- [Task details] The result should be a verbatim copy of the whole listing.

- [The input]
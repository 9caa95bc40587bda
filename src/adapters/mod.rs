//! Adapters Layer - External System Implementations
//!
//! Implementations of the port traits plus the command line:
//! - Solana: RPC client and wallet management
//! - Meteora: DLMM address derivation, account decoding, instructions and quotes
//! - CLI: Command-line arguments

pub mod solana;
pub mod meteora;
pub mod cli;

pub use solana::{SolanaClient, WalletManager};
pub use meteora::MeteoraDlmmClient;
pub use cli::CliApp;
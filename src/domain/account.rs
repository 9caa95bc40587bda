//! Token account records and the rent recovery report.

use serde::{Deserialize, Serialize};
use spl_token::solana_program::program_pack::Pack;
use solana_sdk::pubkey::Pubkey;
use spl_token::state::Account as TokenAccount;
use thiserror::Error;

use super::pool::pubkey_string;

/// Lamports per SOL, for display only
pub const LAMPORTS_PER_SOL: u64 = 1_000_000_000;

#[derive(Debug, Error, Clone, PartialEq)]
pub enum AccountDecodeError {
    #[error("Account {address} has {len} bytes, expected {expected}")]
    InvalidLength {
        address: String,
        len: usize,
        expected: usize,
    },
    #[error("Account {address} is not an initialized token account: {reason}")]
    InvalidLayout { address: String, reason: String },
}

/// Kind of account found during a scan
#[derive(Debug, Clone, Copy, PartialEq, Eq, Serialize, Deserialize)]
pub enum AccountKind {
    SplToken,
}

/// Raw account bytes as returned by the chain
#[derive(Debug, Clone, PartialEq)]
pub struct RawAccount {
    pub address: Pubkey,
    pub owner: Pubkey,
    pub lamports: u64,
    pub data: Vec<u8>,
}

/// A scanned token account and, after a close attempt, its outcome
#[derive(Debug, Clone, PartialEq, Serialize, Deserialize)]
pub struct AccountRecord {
    #[serde(with = "pubkey_string")]
    pub address: Pubkey,
    pub kind: AccountKind,
    pub mint: Option<String>,
    /// Raw token balance in base units
    pub balance: u64,
    /// Rent held by the account, returned on close
    pub lamports: u64,
    pub closable: bool,
    pub signature: Option<String>,
    pub error: Option<String>,
}

impl AccountRecord {
    /// Decode an SPL token account layout. Closable iff the balance is exactly zero.
    pub fn from_token_account(raw: &RawAccount) -> Result<Self, AccountDecodeError> {
        if raw.data.len() != TokenAccount::LEN {
            return Err(AccountDecodeError::InvalidLength {
                address: raw.address.to_string(),
                len: raw.data.len(),
                expected: TokenAccount::LEN,
            });
        }

        let account = TokenAccount::unpack(&raw.data).map_err(|e| AccountDecodeError::InvalidLayout {
            address: raw.address.to_string(),
            reason: e.to_string(),
        })?;

        Ok(Self {
            address: raw.address,
            kind: AccountKind::SplToken,
            mint: Some(account.mint.to_string()),
            balance: account.amount,
            lamports: raw.lamports,
            closable: account.amount == 0,
            signature: None,
            error: None,
        })
    }

    /// Short mint label like `EPjFWdd5...`
    pub fn mint_label(&self) -> String {
        match &self.mint {
            Some(mint) if mint.len() > 8 => format!("{}...", &mint[..8]),
            Some(mint) => mint.clone(),
            None => "-".to_string(),
        }
    }

    pub fn mark_closed(mut self, signature: String) -> Self {
        self.signature = Some(signature);
        self.error = None;
        self
    }

    pub fn mark_failed(mut self, error: String) -> Self {
        self.signature = None;
        self.error = Some(error);
        self
    }
}

/// Result of a scan-and-close run
#[derive(Debug, Clone, Default, PartialEq, Serialize, Deserialize)]
pub struct RecoveryReport {
    pub wallet_address: String,
    pub initial_balance: u64,
    pub closable_accounts: Vec<AccountRecord>,
    pub closed_accounts: Vec<AccountRecord>,
    pub failed_accounts: Vec<AccountRecord>,
    /// Accounts whose layout could not be decoded
    pub skipped_accounts: usize,
    /// Balance delta after closing; negative if fees exceeded recovered rent
    pub total_recovered: i64,
    pub new_balance: u64,
    #[serde(skip_serializing_if = "Option::is_none")]
    pub error: Option<String>,
}

impl RecoveryReport {
    pub fn new(wallet_address: String, initial_balance: u64) -> Self {
        Self {
            wallet_address,
            initial_balance,
            new_balance: initial_balance,
            ..Default::default()
        }
    }

    /// Rent currently locked in closable accounts
    pub fn reclaimable_lamports(&self) -> u64 {
        self.closable_accounts.iter().map(|a| a.lamports).sum()
    }

    /// Record the post-close balance and the delta against the starting balance
    pub fn settle(&mut self, new_balance: u64) {
        self.new_balance = new_balance;
        self.total_recovered = new_balance as i64 - self.initial_balance as i64;
    }
}


#[cfg(test)]
mod tests {
    use super::fixtures::*;
    use super::*;

    #[test]
    fn test_zero_balance_is_closable() {
        let owner = Pubkey::new_unique();
        let raw = raw_token_account(&owner, 0, 2_039_280);

        let record = AccountRecord::from_token_account(&raw).unwrap();
        assert!(record.closable);
        assert_eq!(record.balance, 0);
        assert_eq!(record.lamports, 2_039_280);
        assert_eq!(record.kind, AccountKind::SplToken);
    }

    #[test]
    fn test_nonzero_balance_never_closable() {
        let owner = Pubkey::new_unique();
        for amount in [1u64, 7, 1_000_000, u64::MAX] {
            let raw = raw_token_account(&owner, amount, 2_039_280);
            let record = AccountRecord::from_token_account(&raw).unwrap();
            assert!(!record.closable, "amount {} must not be closable", amount);
        }
    }

    #[test]
    fn test_decode_rejects_short_data() {
        let raw = RawAccount {
            address: Pubkey::new_unique(),
            owner: spl_token::id(),
            lamports: 1,
            data: vec![0u8; 64],
        };
        assert!(matches!(
            AccountRecord::from_token_account(&raw),
            Err(AccountDecodeError::InvalidLength { len: 64, .. })
        ));
    }

    #[test]
    fn test_decode_rejects_uninitialized() {
        let raw = RawAccount {
            address: Pubkey::new_unique(),
            owner: spl_token::id(),
            lamports: 1,
            data: vec![0u8; TokenAccount::LEN],
        };
        assert!(matches!(
            AccountRecord::from_token_account(&raw),
            Err(AccountDecodeError::InvalidLayout { .. })
        ));
    }

    #[test]
    fn test_mark_outcomes() {
        let raw = raw_token_account(&Pubkey::new_unique(), 0, 10);
        let record = AccountRecord::from_token_account(&raw).unwrap();

        let closed = record.clone().mark_closed("sig".to_string());
        assert_eq!(closed.signature.as_deref(), Some("sig"));
        assert!(closed.error.is_none());

        let failed = record.mark_failed("boom".to_string());
        assert!(failed.signature.is_none());
        assert_eq!(failed.error.as_deref(), Some("boom"));
    }

    #[test]
    fn test_report_settle() {
        let mut report = RecoveryReport::new("wallet".to_string(), 1_000);
        assert_eq!(report.new_balance, 1_000);
        assert_eq!(report.total_recovered, 0);

        report.settle(5_000);
        assert_eq!(report.total_recovered, 4_000);

        report.settle(900);
        assert_eq!(report.total_recovered, -100);
    }

    #[test]
    fn test_report_error_omitted_when_absent() {
        let report = RecoveryReport::new("wallet".to_string(), 0);
        let json = serde_json::to_string(&report).unwrap();
        assert!(!json.contains("\"error\""));
    }
}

- [Response to this exercise]
repository 9caa95bc40587bda
filename src/adapters/mod.rs
//! Adapters Layer - External System Implementations
//!
//! Implementations of the port traits plus the command line:
//! - Solana: RPC client and wallet management
//! - Meteora: DLMM address derivation, account decoding, instructions and quotes
//! - CLI: Command-line arguments

pub mod solana;
pub mod meteora;
pub mod cli;

pub use solana::{SolanaClient, WalletManager};
pub use meteora::MeteoraDlmmClient;
pub use cli::CliApp;
filename src/domain/account.rs
repository 9caa95bc40587bda
//! Token account records and the rent recovery report.

use serde::{Deserialize, Serialize};
use spl_token::solana_program::program_pack::Pack;
use solana_sdk::pubkey::Pubkey;
use spl_token::state::Account as TokenAccount;
use thiserror::Error;

use super::pool::pubkey_string;

/// Lamports per SOL, for display only
pub const LAMPORTS_PER_SOL: u64 = 1_000_000_000;

#[derive(Debug, Error, Clone, PartialEq)]
pub enum AccountDecodeError {
    #[error("Account {address} has {len} bytes, expected {expected}")]
    InvalidLength {
        address: String,
        len: usize,
        expected: usize,
    },
    #[error("Account {address} is not an initialized token account: {reason}")]
    InvalidLayout { address: String, reason: String },
}

/// Kind of account found during a scan
#[derive(Debug, Clone, Copy, PartialEq, Eq, Serialize, Deserialize)]
pub enum AccountKind {
    SplToken,
}

/// Raw account bytes as returned by the chain
#[derive(Debug, Clone, PartialEq)]
pub struct RawAccount {
    pub address: Pubkey,
    pub owner: Pubkey,
    pub lamports: u64,
    pub data: Vec<u8>,
}

/// A scanned token account and, after a close attempt, its outcome
#[derive(Debug, Clone, PartialEq, Serialize, Deserialize)]
pub struct AccountRecord {
    #[serde(with = "pubkey_string")]
    pub address: Pubkey,
    pub kind: AccountKind,
    pub mint: Option<String>,
    /// Raw token balance in base units
    pub balance: u64,
    /// Rent held by the account, returned on close
    pub lamports: u64,
    pub closable: bool,
    pub signature: Option<String>,
    pub error: Option<String>,
}

impl AccountRecord {
    /// Decode an SPL token account layout. Closable iff the balance is exactly zero.
    pub fn from_token_account(raw: &RawAccount) -> Result<Self, AccountDecodeError> {
        if raw.data.len() != TokenAccount::LEN {
            return Err(AccountDecodeError::InvalidLength {
                address: raw.address.to_string(),
                len: raw.data.len(),
                expected: TokenAccount::LEN,
            });
        }

        let account = TokenAccount::unpack(&raw.data).map_err(|e| AccountDecodeError::InvalidLayout {
            address: raw.address.to_string(),
            reason: e.to_string(),
        })?;

        Ok(Self {
            address: raw.address,
            kind: AccountKind::SplToken,
            mint: Some(account.mint.to_string()),
            balance: account.amount,
            lamports: raw.lamports,
            closable: account.amount == 0,
            signature: None,
            error: None,
        })
    }

    /// Short mint label like `EPjFWdd5...`
    pub fn mint_label(&self) -> String {
        match &self.mint {
            Some(mint) if mint.len() > 8 => format!("{}...", &mint[..8]),
            Some(mint) => mint.clone(),
            None => "-".to_string(),
        }
    }

    pub fn mark_closed(mut self, signature: String) -> Self {
        self.signature = Some(signature);
        self.error = None;
        self
    }

    pub fn mark_failed(mut self, error: String) -> Self {
        self.signature = None;
        self.error = Some(error);
        self
    }
}

/// Result of a scan-and-close run
#[derive(Debug, Clone, Default, PartialEq, Serialize, Deserialize)]
pub struct RecoveryReport {
    pub wallet_address: String,
    pub initial_balance: u64,
    pub closable_accounts: Vec<AccountRecord>,
    pub closed_accounts: Vec<AccountRecord>,
    pub failed_accounts: Vec<AccountRecord>,
    /// Accounts whose layout could not be decoded
    pub skipped_accounts: usize,
    /// Balance delta after closing; negative if fees exceeded recovered rent
    pub total_recovered: i64,
    pub new_balance: u64,
    #[serde(skip_serializing_if = "Option::is_none")]
    pub error: Option<String>,
}

impl RecoveryReport {
    pub fn new(wallet_address: String, initial_balance: u64) -> Self {
        Self {
            wallet_address,
            initial_balance,
            new_balance: initial_balance,
            ..Default::default()
        }
    }

    /// Rent currently locked in closable accounts
    pub fn reclaimable_lamports(&self) -> u64 {
        self.closable_accounts.iter().map(|a| a.lamports).sum()
    }

    /// Record the post-close balance and the delta against the starting balance
    pub fn settle(&mut self, new_balance: u64) {
        self.new_balance = new_balance;
        self.total_recovered = new_balance as i64 - self.initial_balance as i64;
    }
}


#[cfg(test)]
mod tests {
    use super::fixtures::*;
    use super::*;

    #[test]
    fn test_zero_balance_is_closable() {
        let owner = Pubkey::new_unique();
        let raw = raw_token_account(&owner, 0, 2_039_280);

        let record = AccountRecord::from_token_account(&raw).unwrap();
        assert!(record.closable);
        assert_eq!(record.balance, 0);
        assert_eq!(record.lamports, 2_039_280);
        assert_eq!(record.kind, AccountKind::SplToken);
    }

    #[test]
    fn test_nonzero_balance_never_closable() {
        let owner = Pubkey::new_unique();
        for amount in [1u64, 7, 1_000_000, u64::MAX] {
            let raw = raw_token_account(&owner, amount, 2_039_280);
            let record = AccountRecord::from_token_account(&raw).unwrap();
            assert!(!record.closable, "amount {} must not be closable", amount);
        }
    }

    #[test]
    fn test_decode_rejects_short_data() {
        let raw = RawAccount {
            address: Pubkey::new_unique(),
            owner: spl_token::id(),
            lamports: 1,
            data: vec![0u8; 64],
        };
        assert!(matches!(
            AccountRecord::from_token_account(&raw),
            Err(AccountDecodeError::InvalidLength { len: 64, .. })
        ));
    }

    #[test]
    fn test_decode_rejects_uninitialized() {
        let raw = RawAccount {
            address: Pubkey::new_unique(),
            owner: spl_token::id(),
            lamports: 1,
            data: vec![0u8; TokenAccount::LEN],
        };
        assert!(matches!(
            AccountRecord::from_token_account(&raw),
            Err(AccountDecodeError::InvalidLayout { .. })
        ));
    }

    #[test]
    fn test_mark_outcomes() {
        let raw = raw_token_account(&Pubkey::new_unique(), 0, 10);
        let record = AccountRecord::from_token_account(&raw).unwrap();

        let closed = record.clone().mark_closed("sig".to_string());
        assert_eq!(closed.signature.as_deref(), Some("sig"));
        assert!(closed.error.is_none());

        let failed = record.mark_failed("boom".to_string());
        assert!(failed.signature.is_none());
        assert_eq!(failed.error.as_deref(), Some("boom"));
    }

    #[test]
    fn test_report_settle() {
        let mut report = RecoveryReport::new("wallet".to_string(), 1_000);
        assert_eq!(report.new_balance, 1_000);
        assert_eq!(report.total_recovered, 0);

        report.settle(5_000);
        assert_eq!(report.total_recovered, 4_000);

        report.settle(900);
        assert_eq!(report.total_recovered, -100);
    }

    #[test]
    fn test_report_error_omitted_when_absent() {
        let report = RecoveryReport::new("wallet".to_string(), 0);
        let json = serde_json::to_string(&report).unwrap();
        assert!(!json.contains("\"error\""));
    }
}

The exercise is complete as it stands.